When you picture the type of person who suffers from an eating disorder, your thoughts might not immediately turn to an elite athlete.
One who jumps hurdles faster than any other woman in the world.
But for 35-year-old Jana Pittman, some of the most successful times in her career as an athlete occurred while she had a dysfunctional relationship with food. In 2004, she developed bulimia, and for the next decade her eating habits spiralled out of control.
“One of the hardest parts about it was that when the issues started happening with diet, I was at my best in sport,” she tells Mia Freedman in a recent interview for No Filter.
“So there was that… it was almost like a negative reinforcement saying, well, you’re getting away with it.

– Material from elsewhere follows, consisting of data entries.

//! pullseq: line-oriented sequence tools
//!
//! Usage: pullseq <COMMAND> [OPTIONS]

use clap::{Parser, Subcommand};
use rand::rngs::SmallRng;
use rand::SeedableRng;
use std::io::{self, BufWriter, Write};
use std::path::{Path, PathBuf};
use std::process;

use pullseq::io::buffers::output_buffer_size;
use pullseq::io::{lines_from_reader, read_lines, write_to};
use pullseq::{Result, SeqError, Sequence, ToLine};

#[derive(Parser)]
#[command(name = "pullseq")]
#[command(version)]
#[command(about = "pullseq: lazy line-oriented sequence tools", long_about = None)]
struct Cli {
    /// Number of threads to use (default: number of CPUs)
    #[arg(long, short = 't', global = true)]
    threads: Option<usize>,

    /// Use smaller I/O buffers
    #[arg(long, global = true)]
    low_memory: bool,

    #[command(subcommand)]
    command: Commands,
}

#[derive(Subcommand)]
enum Commands {
    /// Print a uniform random sample of k lines
    Sample {
        /// Input file (use - for stdin)
        #[arg(short, long)]
        input: Option<PathBuf>,

        /// Sample size
        #[arg(short = 'k', long)]
        size: usize,

        /// Seed for a reproducible sample
        #[arg(long)]
        seed: Option<u64>,
    },

    /// Collapse runs of equal lines in sorted input
    Dedup {
        /// Input file (use - for stdin)
        #[arg(short, long)]
        input: Option<PathBuf>,
    },

    /// Lines of sorted A that are absent from sorted B
    Diff {
        /// Sorted input A
        #[arg(short = 'a', long)]
        a: PathBuf,

        /// Sorted input B
        #[arg(short = 'b', long)]
        b: PathBuf,
    },

    /// Lines present in both sorted inputs
    Intersect {
        /// Sorted input A
        #[arg(short = 'a', long)]
        a: PathBuf,

        /// Sorted input B
        #[arg(short = 'b', long)]
        b: PathBuf,
    },

    /// Merge any number of sorted inputs into one sorted stream
    Merge {
        /// Sorted input files
        #[arg(required = true)]
        inputs: Vec<PathBuf>,
    },

    /// Group consecutive lines into windows, one window per output line
    Window {
        /// Input file (use - for stdin)
        #[arg(short, long)]
        input: Option<PathBuf>,

        /// Window size
        #[arg(short = 'n', long, default_value = "2")]
        size: usize,

        /// Slide by one line instead of emitting disjoint chunks
        #[arg(long)]
        overlap: bool,

        /// Drop the trailing short windows
        #[arg(long)]
        strict: bool,

        /// Separator between window members
        #[arg(long, default_value = "\t")]
        separator: String,
    },

    /// Stream lines through a shell command
    Pipe {
        /// Input file (use - for stdin)
        #[arg(short, long)]
        input: Option<PathBuf>,

        /// Shell command, run with `sh -c`
        #[arg(short, long)]
        command: String,

        /// Print the command's exit status to stderr
        #[arg(long)]
        stats: bool,
    },
}

fn main() {
    let cli = Cli::parse();

    if cli.low_memory {
        pullseq::config::set_low_memory(true);
    }

    // Configure thread pool if --threads specified
    if let Some(n) = cli.threads {
        if let Err(e) = rayon::ThreadPoolBuilder::new()
            .num_threads(n)
            .build_global()
        {
            eprintln!("Error: failed to initialize thread pool: {}", e);
            process::exit(1);
        }
    }

    let result = match cli.command {
        Commands::Sample { input, size, seed } => run_sample(input, size, seed),
        Commands::Dedup { input } => open_input(input.as_deref())
            .and_then(|lines| emit(lines.dedup_sorted())),
        Commands::Diff { a, b } => {
            open_pair(&a, &b).and_then(|(a, b)| emit(a.diff_sorted(b)))
        }
        Commands::Intersect { a, b } => {
            open_pair(&a, &b).and_then(|(a, b)| emit(a.intersect_sorted(b)))
        }
        Commands::Merge { inputs } => run_merge(&inputs),
        Commands::Window {
            input,
            size,
            overlap,
            strict,
            separator,
        } => run_window(input, size, overlap, strict, separator),
        Commands::Pipe {
            input,
            command,
            stats,
        } => run_pipe(input, &command, stats),
    };

    if let Err(e) = result {
        eprintln!("Error: {}", e);
        process::exit(1);
    }
}

/// Lines of `path`, or of stdin when `path` is absent or `-`.
fn open_input(path: Option<&Path>) -> Result<Sequence<String>> {
    match path {
        Some(p) if p.to_string_lossy() != "-" => read_lines(p),
        _ => Ok(lines_from_reader(io::stdin(), "stdin")),
    }
}

fn open_pair(a: &Path, b: &Path) -> Result<(Sequence<String>, Sequence<String>)> {
    let a = read_lines(a)?;
    let b = read_lines(b)?;
    Ok((a, b))
}

fn emit<T: ToLine + Send + 'static>(mut lines: Sequence<T>) -> Result<()> {
    let stdout = io::stdout();
    let mut out = BufWriter::with_capacity(output_buffer_size(), stdout.lock());
    write_to(&mut lines, &mut out)?;
    out.flush()?;
    Ok(())
}

fn run_sample(input: Option<PathBuf>, size: usize, seed: Option<u64>) -> Result<()> {
    let lines = open_input(input.as_deref())?;
    let sample = match seed {
        Some(seed) => lines.sample_with_rng(size, &mut SmallRng::seed_from_u64(seed)),
        None => lines.sample(size),
    };
    emit(Sequence::from_vec(sample))
}

fn run_merge(inputs: &[PathBuf]) -> Result<()> {
    let mut sources = inputs
        .iter()
        .map(read_lines)
        .collect::<Result<Vec<_>>>()?;
    if sources.is_empty() {
        return Err(SeqError::InvalidArgument("no inputs to merge".to_string()));
    }
    let first = sources.remove(0);
    emit(first.merge_sorted(sources))
}

fn run_window(
    input: Option<PathBuf>,
    size: usize,
    overlap: bool,
    strict: bool,
    separator: String,
) -> Result<()> {
    if size == 0 {
        return Err(SeqError::InvalidArgument(
            "window size must be greater than zero".to_string(),
        ));
    }
    let lines = open_input(input.as_deref())?;
    let windows = match (overlap, strict) {
        (true, true) => lines.overlapping_window_with_strict_length(size),
        (true, false) => lines.overlapping_window(size),
        (false, true) => lines.non_overlapping_window_with_strict_length(size),
        (false, false) => lines.non_overlapping_window(size),
    };
    emit(windows.map(move |window| window.join(separator.as_str())))
}

fn run_pipe(input: Option<PathBuf>, command: &str, stats: bool) -> Result<()> {
    let lines = open_input(input.as_deref())?;
    let (output, monitor) = lines.pipe_monitored(command)?;
    emit(output)?;

    if stats {
        match monitor.exit_status() {
            Some(status) => eprintln!("{} (pid {}): {}", monitor.command(), monitor.pid(), status),
            None => eprintln!("{} (pid {}): still running", monitor.command(), monitor.pid()),
        }
    }
    Ok(())
}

“Whereas if you’ve got an eating disorder or anyone who’s experienced it knows it’s really hard to beat, and if things start going wrong in life you can say, well, I need to fix this problem because it’s causing me relationship issues, it’s causing me problems with my work and my mindset. For me, I was winning world titles while this was happening. So it kept reinforcing in a positive way – well the skinnier you are, the faster you are, the better you are.”
What Pittman experienced – in terms of having her difficulties with food ‘reinforced’ by success – isn’t unique. In fact, it’s a part of what makes eating disorders particularly hard to recover from.